Stas Maliszewski

Profile
- Positions: Guard, linebacker

Personal information
- Born: 1944 (age 81–82)

Career information
- College: Princeton (1964–1965)

Awards and highlights
- Consensus All-American (1965); First-team All-American (1964); 2× First-team All-East (1964, 1965);

= Stas Maliszewski =

Polish American football player (born 1944)

Staś Maliszewski (born Stanislaw Maliszewski pol. Stanisław Maliszewski; August 1944 in Poland) is a Polish American former football linebacker. He played college football for Princeton from 1963 through 1965, and was an All-American in 1964 and 1965. He was a Consensus All-American (1965). He was drafted in the sixth round of the 1966 NFL draft by the Baltimore Colts.

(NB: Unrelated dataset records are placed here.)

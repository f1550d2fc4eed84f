//! Main loop orchestration
//!
//! [`Player`] owns the thread-mode side of the device: the card, the flash,
//! the DAC and the step timer. Each [`Player::run_once`] does one unit of
//! work (play, transfer, or sleep until the next interrupt) and picks the
//! next one from its outcome and the shared [`ControlState`].
//!
//! ```text
//!            ┌──────── restart ────────┐
//!            ▼                         │
//! boot ─→ Play ── Incomplete, nothing selected ─→ Transfer(1) ─→ Play
//!           │                                       ▲
//!           └─ finished ─→ Idle ─── restart ────────┘
//! ```
//!
//! A card that was missing or unreadable at boot is brought up again at the
//! start of the next transfer, so inserting one and pressing the button is
//! enough to recover.

use embedded_hal::delay::DelayNs;
use embedded_hal::digital::OutputPin;
use embedded_hal::spi::SpiBus as HalSpiBus;
use flash::{transfer_track, FlashError, NorFlash, TransferError, TransferObserver};
use platform::peripheral::borrow_bus;
use platform::{
    Actuator, ActuatorLine, CardSession, ControlState, Dac, LineError, PinState, PowerManager,
    SharedActuator, SleepMode, SpiClock, StepTimer, Storage, INDICATOR_MASK,
};
use playback::{play_track, PlaybackError};
use sdcard::{CardError, SdCard};
use track::{TrackHeader, TrackId};

use crate::feedback::{beep_track_number, soft_start};

/// Boot and card bring-up failures. None stop the player: a committed image
/// in flash still plays without a card.
#[derive(Debug, Clone, Copy, PartialEq, Eq)]
#[cfg_attr(feature = "defmt", derive(defmt::Format))]
pub enum PlayerError {
    /// Card bring-up failed
    Card(CardError),
    /// The card holds no readable volume
    Mount,
    /// The flash did not wake
    Flash(FlashError),
}

impl From<CardError> for PlayerError {
    fn from(err: CardError) -> Self {
        Self::Card(err)
    }
}

impl From<FlashError> for PlayerError {
    fn from(err: FlashError) -> Self {
        Self::Flash(err)
    }
}

impl core::fmt::Display for PlayerError {
    fn fmt(&self, f: &mut core::fmt::Formatter<'_>) -> core::fmt::Result {
        match self {
            Self::Card(err) => write!(f, "Card bring-up failed: {err}"),
            Self::Mount => write!(f, "Card volume could not be mounted"),
            Self::Flash(err) => write!(f, "Flash did not wake: {err}"),
        }
    }
}

#[cfg(feature = "std")]
impl std::error::Error for PlayerError {}

/// Work picked for the next iteration.
#[derive(Debug, Clone, Copy, PartialEq, Eq)]
#[cfg_attr(feature = "defmt", derive(defmt::Format))]
enum Next {
    Play,
    Transfer(TrackId),
    Idle,
}

/// Result of one main-loop iteration.
#[derive(Debug, Clone, Copy, PartialEq, Eq)]
#[cfg_attr(feature = "defmt", derive(defmt::Format))]
pub enum Outcome {
    /// The image played to the end; this many samples
    Played(u32),
    /// Playback or transfer stopped on the restart signal
    Interrupted,
    /// Flash holds no committed image
    Incomplete,
    /// The track was copied and committed
    Transferred(TrackHeader),
    /// The copy failed; flash is left uncommitted
    TransferFailed(TransferError),
    /// No transfer: the card could not be brought up or mounted
    CardUnavailable(PlayerError),
    /// Playback failed on the flash or the outputs
    PlaybackFailed(PlaybackError),
    /// Slept until the next interrupt
    Idle,
    /// The device was shut down
    PoweredDown,
}

/// Thread-mode devices and the loop state.
pub struct Player<'a, SPI, CS, CD, S, D, P, T, M> {
    flash: NorFlash<'a, SPI, CS>,
    card: &'a SdCard<'a, SPI, CS, CD>,
    storage: S,
    dac: D,
    actuator: &'a SharedActuator<Actuator<P>>,
    timer: T,
    power: M,
    control: &'a ControlState,
    next: Next,
}

impl<'a, SPI, CS, CD, S, D, P, T, M> Player<'a, SPI, CS, CD, S, D, P, T, M>
where
    SPI: HalSpiBus<u8> + SpiClock,
    CS: OutputPin,
    CD: DelayNs,
    S: Storage,
    D: Dac,
    P: OutputPin,
    T: StepTimer + DelayNs,
    M: PowerManager,
{
    /// Assemble the player. `flash` and `card` share one bus; `storage`
    /// must read from `card`.
    #[allow(clippy::too_many_arguments)]
    pub fn new(
        flash: NorFlash<'a, SPI, CS>,
        card: &'a SdCard<'a, SPI, CS, CD>,
        storage: S,
        dac: D,
        actuator: &'a SharedActuator<Actuator<P>>,
        timer: T,
        power: M,
        control: &'a ControlState,
    ) -> Self {
        Self {
            flash,
            card,
            storage,
            dac,
            actuator,
            timer,
            power,
            control,
            next: Next::Play,
        }
    }

    /// Soft-start the DAC, wake the flash, bring up the card and record
    /// which tracks it holds.
    pub fn boot(&mut self) -> Result<(), PlayerError> {
        soft_start(&mut self.dac, &mut self.timer);
        self.flash.wake()?;
        self.open_card()
    }

    /// Initialize the card, mount its volume and rebuild the catalog.
    fn open_card(&mut self) -> Result<(), PlayerError> {
        self.control.set_card_session(CardSession::Uninitialized);
        let info = self.card.initialize()?;
        #[cfg(feature = "defmt")]
        defmt::info!("card {} ({})", info.kind, info.addressing);
        #[cfg(not(feature = "defmt"))]
        let _ = info;

        self.storage.mount().map_err(|_| PlayerError::Mount)?;
        self.control.set_card_session(CardSession::Mounted);

        let mut catalog = 0u16;
        for track in TrackId::all() {
            if matches!(self.storage.exists(track.file_name().as_str()), Ok(true)) {
                catalog |= track.catalog_bit();
            }
        }
        self.control.set_catalog(catalog);
        #[cfg(feature = "defmt")]
        defmt::info!("catalog {=u16:#b}", catalog);
        Ok(())
    }

    /// One pass of the main loop.
    pub fn run_once(&mut self) -> Outcome {
        if self.control.power_down_requested() {
            self.shutdown();
            return Outcome::PoweredDown;
        }
        if self.control.take_restart() {
            let track = self
                .control
                .selected_track()
                .and_then(TrackId::new)
                .unwrap_or(TrackId::FIRST);
            self.next = Next::Transfer(track);
        }

        match self.next {
            Next::Play => self.play(),
            Next::Transfer(track) => self.transfer(track),
            Next::Idle => {
                self.power.enter_sleep(SleepMode::Idle);
                Outcome::Idle
            }
        }
    }

    fn play(&mut self) -> Outcome {
        match play_track(
            &self.flash,
            &mut self.dac,
            self.actuator,
            &mut self.timer,
            self.control,
        ) {
            Ok(samples) => {
                self.next = Next::Idle;
                Outcome::Played(samples)
            }
            // The restart signal is still raised; the next pass consumes it.
            Err(PlaybackError::Interrupted) => Outcome::Interrupted,
            Err(PlaybackError::Incomplete) => {
                self.next = if self.control.selected_track().is_none() {
                    self.control.set_selected_track(TrackId::FIRST.get());
                    Next::Transfer(TrackId::FIRST)
                } else {
                    Next::Idle
                };
                Outcome::Incomplete
            }
            Err(err) => {
                self.next = Next::Idle;
                Outcome::PlaybackFailed(err)
            }
        }
    }

    fn transfer(&mut self, track: TrackId) -> Outcome {
        if self.control.card_session() == CardSession::Uninitialized {
            if let Err(err) = self.open_card() {
                #[cfg(feature = "defmt")]
                defmt::warn!("no card for track {}: {}", track.get(), err);
                self.next = Next::Idle;
                return Outcome::CardUnavailable(err);
            }
        }
        if !beep_track_number(&mut self.dac, &mut self.timer, track, self.control) {
            return Outcome::Interrupted;
        }

        self.control.set_card_session(CardSession::FileOpen);
        let mut indicator = Indicator::new(self.actuator);
        let result = transfer_track(
            &self.flash,
            &mut self.storage,
            track,
            self.control,
            &mut indicator,
        );
        self.control.set_card_session(CardSession::Mounted);

        match result {
            Ok(header) => {
                self.next = Next::Play;
                Outcome::Transferred(header)
            }
            Err(TransferError::Interrupted) => Outcome::Interrupted,
            Err(err) => {
                #[cfg(feature = "defmt")]
                defmt::warn!("transfer of track {} failed: {}", track.get(), err);
                self.next = Next::Idle;
                Outcome::TransferFailed(err)
            }
        }
    }

    /// Put the flash to sleep, release the card, switch off the bus and the
    /// DAC, clear the outputs and enter the lowest-power state.
    ///
    /// On hardware this does not return.
    pub fn shutdown(&mut self) {
        #[cfg(feature = "defmt")]
        defmt::info!("shutdown");
        if let Err(_err) = self.flash.deep_sleep() {
            #[cfg(feature = "defmt")]
            defmt::warn!("shutdown: flash did not sleep: {}", _err);
        }
        if let Err(_err) = self.card.idle(&mut self.storage) {
            #[cfg(feature = "defmt")]
            defmt::warn!("shutdown: card idle failed: {}", _err);
        }
        self.control.set_card_session(CardSession::Uninitialized);
        if let Err(_err) = borrow_bus(self.flash.bus()).and_then(|mut bus| bus.disable()) {
            #[cfg(feature = "defmt")]
            defmt::warn!("shutdown: bus not released cleanly: {}", _err);
        }
        self.dac.disable();
        if let Err(_err) = self.actuator.with(Actuator::clear) {
            #[cfg(feature = "defmt")]
            defmt::warn!("shutdown: lines not cleared: {}", _err);
        }
        self.power.enter_sleep(SleepMode::PowerDown);
    }

    /// The shared control state.
    pub fn control(&self) -> &ControlState {
        self.control
    }
}

/// Transfer progress on the indicator lines: right eye high while copying,
/// left eye toggling per erased block, both toggling per chunk written.
struct Indicator<'a, P> {
    actuator: &'a SharedActuator<Actuator<P>>,
}

impl<'a, P: OutputPin> Indicator<'a, P> {
    fn new(actuator: &'a SharedActuator<Actuator<P>>) -> Self {
        Self { actuator }
    }

    fn drive(&self, f: impl FnOnce(&mut Actuator<P>) -> Result<(), LineError>) {
        // Progress display only; a stuck line must not fail the copy.
        if let Err(_err) = self.actuator.with(f) {
            #[cfg(feature = "defmt")]
            defmt::warn!("transfer indicator: {}", _err);
        }
    }
}

impl<P: OutputPin> TransferObserver for Indicator<'_, P> {
    fn on_start(&mut self, _header: TrackHeader) {
        self.drive(|lines| {
            lines.set(ActuatorLine::LeftEye.mask(), PinState::Low)?;
            lines.set(ActuatorLine::RightEye.mask(), PinState::High)
        });
    }

    fn on_block_erased(&mut self, _block: u32) {
        self.drive(|lines| lines.toggle(ActuatorLine::LeftEye.mask()));
    }

    fn on_chunk_written(&mut self, _len: usize) {
        self.drive(|lines| lines.toggle(INDICATOR_MASK));
    }

    fn on_commit(&mut self) {
        self.drive(|lines| lines.set(INDICATOR_MASK, PinState::Low));
    }
}

#[cfg(test)]
#[allow(clippy::unwrap_used)]
mod tests {
    use super::*;
    use platform::mocks::{MockLine, Recording};

    #[test]
    fn indicator_follows_transfer_phases() {
        let rec = Recording::new();
        let actuator = SharedActuator::new(Actuator::<MockLine>::new(rec.lines()).unwrap());
        let mut indicator = Indicator::new(&actuator);

        indicator.on_start(TrackHeader::for_payload(10));
        assert_eq!(rec.line_state(), 0b1000);
        indicator.on_block_erased(0);
        assert_eq!(rec.line_state(), 0b1100);
        indicator.on_erase_complete();
        indicator.on_chunk_written(1024);
        assert_eq!(rec.line_state(), 0b0000);
        indicator.on_chunk_written(1024);
        assert_eq!(rec.line_state(), 0b1100);
        indicator.on_commit();
        assert_eq!(rec.line_state(), 0);
    }

    /// Drives low but refuses to go high.
    struct StuckLow;

    #[derive(Debug)]
    struct Stuck;

    impl embedded_hal::digital::Error for Stuck {
        fn kind(&self) -> embedded_hal::digital::ErrorKind {
            embedded_hal::digital::ErrorKind::Other
        }
    }

    impl embedded_hal::digital::ErrorType for StuckLow {
        type Error = Stuck;
    }

    impl OutputPin for StuckLow {
        fn set_low(&mut self) -> Result<(), Self::Error> {
            Ok(())
        }

        fn set_high(&mut self) -> Result<(), Self::Error> {
            Err(Stuck)
        }
    }

    #[test]
    fn stuck_indicator_line_does_not_stop_the_copy() {
        let actuator = SharedActuator::new(Actuator::new([StuckLow, StuckLow, StuckLow, StuckLow]).unwrap());
        let mut indicator = Indicator::new(&actuator);

        indicator.on_start(TrackHeader::for_payload(10));
        indicator.on_chunk_written(1024);
        indicator.on_commit();

        assert_eq!(actuator.with(|lines| lines.state()), 0);
    }

    #[test]
    fn card_errors_display() {
        assert_eq!(PlayerError::Mount.to_string(), "Card volume could not be mounted");
        assert_eq!(
            PlayerError::Card(CardError::NoDisk).to_string(),
            "Card bring-up failed: No card present"
        );
    }
}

Born in August 1944 in German-occupied Poland, Maliszewski and his family (his parents, grandparents, and two brothers) soon became refugees, fleeing ahead of the advancing Soviet army. They wound up in a displaced persons camp in West Germany and in 1951 came to the United States. After processing through Ellis Island, they settled in Davenport, Iowa, where they were sponsored by the First Presbyterian Church. As a high school football player at Assumption High School in Davenport (where one of his classmates was future Miami Dolphins receiver Karl Noonan) Maliszewski was heavily recruited by Notre Dame, but in his senior year, Jim Leach, a Davenport resident and Princeton sophomore home on Christmas break, recruited him for Princeton.

A 1965 Sports Illustrated story described Maliszewski as "a sensitive, deeply religious young man who, Princeton coaches say, gets nasty only when he removes his two front teeth before a game, and then he is about the nastiest thing ever to draw a pro scout to a Princeton football game". At Princeton he majored in philosophy, and his senior thesis was called "The Existence of God in Hume and Kant".

He attended Harvard Business School. He founded Gateway Asset Management, a pension marketing firm based in Chicago. In 1998, as an independent director of the Yacktman Fund, a mutual fund, he was a leader of a widely reported challenge to the fund's management. The fund's shareholders ultimately voted to support the fund's manager and the dissident directors were removed, but the controversy influenced the Securities and Exchange Commission in its development of new rules adopted in 2001 to protect independent fund directors. In 2012, he received a lifetime achievement award from Fund Director Intelligence for his contribution to mutual fund governance.

Maliszewski was the president (and later chairman) of the Princeton Football Association. He is married to Julia Armstrong Jitkoff and has four children by a previous marriage and two step-children.